THIRUVANANTHAPURAM: With a heavy heart, selling their drama company, a result of ten years of hard work, Shibu C and Bindhu Shibu were left with a suitcase of clothes and Rs 20,000. Shibu, who was the producer of the drama company and Bindhu, one of its artists, had fallen in love and got married after ‘Agraganyan’, their first drama. Having not much co-operation from both their families, the situation made them wonder ‘what next’. That is when they thought of risking their little money to buy cows.

 To begin with, they had two cows, ‘Paaru’ and ‘Vellachi’, to meet their daily expenses. Two became ten and then it became impossible for them to accommodate all within the limited space of their rented house. Very soon, with the meagre savings, they purchased 75 cents of lush green field at Panachamoodu. Now, after eleven years, they have become the owners of Divya farm, a dairy farm having 146 cows, including 30 calves, of which ‘Sundari’, the biggest of the lot who bagged the‘Best Cow’ in Kazhakkoottam block, is their pet.

 You can see different breeds of cows like the Holstein-Friesian, Brown Jersey and Sindhi at the farm. “Ninety per cent of the breeds in our farm are Holstein-Friesian. Milking all of them fetches  us around 750 litres of milk per day,” says Shibu. They supply milk to hotels, Milma societies, for 200 families and also 350 litres of milk to the Meriiboy ice-cream factory, charging  Rs 30 per litre.

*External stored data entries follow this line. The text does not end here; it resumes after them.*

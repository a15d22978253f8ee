//! Error types for Quarry
//!
//! This module defines all error types used throughout the query engine.

use crate::catalog::DataType;
use thiserror::Error;

/// The main error type for Quarry
#[derive(Error, Debug)]
pub enum Error {
    // ========== Catalog Errors ==========
    #[error("Catalog error: table '{0}' not found")]
    TableNotFound(String),

    #[error("Catalog error: table '{0}' already exists")]
    TableAlreadyExists(String),

    #[error("Catalog error: unknown column '{0}'")]
    UnknownColumn(String),

    #[error("Catalog error: column reference '{0}' is ambiguous")]
    AmbiguousColumn(String),

    #[error("Catalog error: {0}")]
    SchemaError(String),

    // ========== Data Errors ==========
    #[error("Data error: primary key violation for table '{0}'")]
    PrimaryKeyViolation(String),

    #[error("Data error: null value not allowed for column '{0}'")]
    NullNotAllowed(String),

    #[error("Data error: table '{table}' expects {expected} values per row, found {found}")]
    RowArityMismatch {
        table: String,
        expected: usize,
        found: usize,
    },

    #[error("Data error: cannot read '{value}' as {data_type}")]
    InvalidLiteral { value: String, data_type: DataType },

    // ========== Type Errors ==========
    #[error("Type error: expected {expected}, found {found}")]
    TypeMismatch { expected: String, found: String },

    // ========== Execution Errors ==========
    #[error("Execution error: join condition must be boolean, found {0}")]
    JoinConditionError(String),

    #[error("Execution error: invalid aggregate - {0}")]
    InvalidAggregate(String),

    #[error("Execution error: subquery returned {0}")]
    MultiValueSubquery(String),

    #[error("Execution error: set operation inputs have {left} and {right} columns")]
    SetArityMismatch { left: usize, right: usize },

    #[error("Execution error: numeric overflow in {0}")]
    Overflow(String),

    // ========== Configuration Errors ==========
    #[error("Config error: invalid value '{value}' for {key}")]
    Config { key: String, value: String },

    // ========== I/O Errors ==========
    #[error("I/O error: {0}")]
    IoError(#[from] std::io::Error),

    #[error("Serialization error: {0}")]
    Json(#[from] serde_json::Error),

    // ========== Internal Errors ==========
    #[error("Internal error: {0}")]
    Internal(String),
}

impl Error {
    /// Shorthand for a type mismatch between an expectation and a found type
    pub(crate) fn type_mismatch(expected: impl Into<String>, found: impl Into<String>) -> Self {
        Error::TypeMismatch {
            expected: expected.into(),
            found: found.into(),
        }
    }
}

/// Result type alias for Quarry operations
pub type Result<T> = std::result::Result<T, Error>;

#[cfg(test)]
mod tests {
    use super::*;

    #[test]
    fn test_error_display() {
        let err = Error::TableNotFound("orders".to_string());
        assert_eq!(err.to_string(), "Catalog error: table 'orders' not found");

        let err = Error::type_mismatch("numeric", "TEXT");
        assert_eq!(err.to_string(), "Type error: expected numeric, found TEXT");

        let err = Error::InvalidLiteral {
            value: "yesterday".to_string(),
            data_type: DataType::Timestamp,
        };
        assert_eq!(
            err.to_string(),
            "Data error: cannot read 'yesterday' as TIMESTAMP"
        );
    }

    #[test]
    fn test_io_conversion() {
        let io = std::io::Error::new(std::io::ErrorKind::NotFound, "missing");
        let err: Error = io.into();
        assert!(matches!(err, Error::IoError(_)));
    }
}
//! Subquery execution
//!
//! A subquery plan is re-opened for every outer row it is evaluated for,
//! with that row as its outer scope. Each execution pulls only as many rows
//! as its operator needs.

use tracing::trace;

use super::executor::{ExecutionEngine, Pipeline};
use super::plan::LogicalPlan;
use crate::error::{Error, Result};
use crate::expr::{Scope, SubqueryRunner};
use crate::storage::Value;

impl ExecutionEngine {
    fn single_column<'a>(
        &'a self,
        plan: &'a LogicalPlan,
        scope: &'a Scope<'a>,
    ) -> Result<Pipeline<'a>> {
        let pipeline = self.open(plan, Some(scope))?;
        if pipeline.schema.len() != 1 {
            return Err(Error::MultiValueSubquery(format!(
                "{} columns where one was expected",
                pipeline.schema.len()
            )));
        }
        Ok(pipeline)
    }
}

impl SubqueryRunner for ExecutionEngine {
    fn exists(&self, plan: &LogicalPlan, scope: &Scope<'_>) -> Result<bool> {
        let mut rows = self.open(plan, Some(scope))?.rows;
        let found = rows.next().transpose()?.is_some();
        trace!(found, "EXISTS subquery");
        Ok(found)
    }

    fn scalar(&self, plan: &LogicalPlan, scope: &Scope<'_>) -> Result<Value> {
        let mut rows = self.single_column(plan, scope)?.rows;
        let value = match rows.next().transpose()? {
            Some(row) => row.into_values().into_iter().next().unwrap_or(Value::Null),
            None => Value::Null,
        };
        if rows.next().transpose()?.is_some() {
            return Err(Error::MultiValueSubquery(
                "more than one row where one was expected".to_string(),
            ));
        }
        trace!(%value, "scalar subquery");
        Ok(value)
    }

    fn column_values(&self, plan: &LogicalPlan, scope: &Scope<'_>) -> Result<Vec<Value>> {
        let rows = self.single_column(plan, scope)?.rows;
        let mut values = Vec::new();
        for row in rows {
            values.extend(row?.into_values());
        }
        trace!(values = values.len(), "IN subquery");
        Ok(values)
    }
}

 Their day starts at 3.30 am with the cleaning of the cows and feeding. The couple do the milking by themselves as they are totally against the use of milking machines. “Using these machines, we tend to ignore the quality of milk and also the presence of some infection found in the animal,” says Bindhu. By around 4.30 am, their five-year-old daughter Divya gets up to help her parents.

“She is the one who attends people standing in queue for getting their share of milk,” said Bindhu. Milking gets over by 8 am, after which the couple set out to the fields to pluck grass for the cows. By noon, the cows are again given a bath and the second turn of milking begins with soft music played in the background.

 “Music is a good way to entertain the cows and also to distract them while milking,” says Bindhu.

 Trying to extend the farm, the couple are now building another shed with a space able to accommodate more than 65 cows which they are going to purchase within the next few days.

 This couple, for their back-breaking work, have received the State Dairy Farmers’ Award and several other awards.